Does the research tell us anything about cost-effectiveness?

  • CBT and anti-depressants together were likely to be cost-effective for people with depression who have not responded to anti-depressants alone.
  • MBCT was no more cost-effective than anti-depressants. However, costs were similar for patients receiving MBCT and those receiving anti-depressants, as were outcomes, so from a cost perspective MBCT may be a reasonable alternative.

What do patients think about these types of cognitive therapy?

  • Interviews with participants in some of the studies suggest that many people find cognitive therapies useful, and in some cases were glad to have an alternative to anti-depressants.
  • Patients had mixed feelings about computerised CBT accessed at home without contact with a therapist. It was convenient for some but others found it hard to maintain their motivation (which is a particular problem for people with depression).
  • Both MBCT and CBT are intensive processes requiring significant commitment of time and effort. This will not suit everyone, and interviews with study participants suggest that those with other health conditions found it particularly difficult. MBCT is typically delivered in a group setting which, again, may not suit everyone.
  • There is currently no clear evidence about which patients might be more or less likely to benefit from cognitive therapies, so all patients should be considered for these therapies. It is important that patients know about all the different treatment options and what they involve before making a decision.

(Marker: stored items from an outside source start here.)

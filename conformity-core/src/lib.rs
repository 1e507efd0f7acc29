//! Core functionality for Conformity generator conformance testing.
//!
//! This crate provides the reusable battery of invariant checks that any
//! seeded, tree-shrinking value generator must satisfy, together with the
//! primitives needed to apply them: a deterministic draw source, a lazy
//! shrink tree, a cyclic shrink-path walker, and the min/max ordering
//! helper for range-style configurations.

pub mod conform;
pub mod data;
pub mod error;
pub mod gen;
pub mod tree;
pub mod walk;

// Re-export the main types
pub use conform::*;
pub use data::*;
pub use error::*;
pub use gen::*;
pub use tree::*;
pub use walk::*;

 Key questions for GPs and other healthcare professionals

  • Are you aware of the range of cognitive therapies on offer in your area for patients with depression?
  • How many of your patients with depression have been offered some sort of talking therapy? Does this include patients for whom anti-depressants have not been effective?
  • Are patients able to access a range of options (such as group, individual, face to face, online therapies), according to the stage and severity of their depression, their preferences and other circumstances?
  • Do you know about newer therapies, such as MBCT, what they involve and for whom they might be suitable?
  • What factors do you consider when assessing whether a patient might benefit from computerised CBT? Do you encourage patients to feed back to you if they are struggling to complete a computerised CBT package?

Key questions for patients

  • Do you know about the different cognitive therapies that are available in your area?
  • Has your GP explained which ones might be most suitable for you?
  • Are you aware of what the therapy involves – for example, if it is delivered in a group or individually, or from your computer at home; and the time commitment required?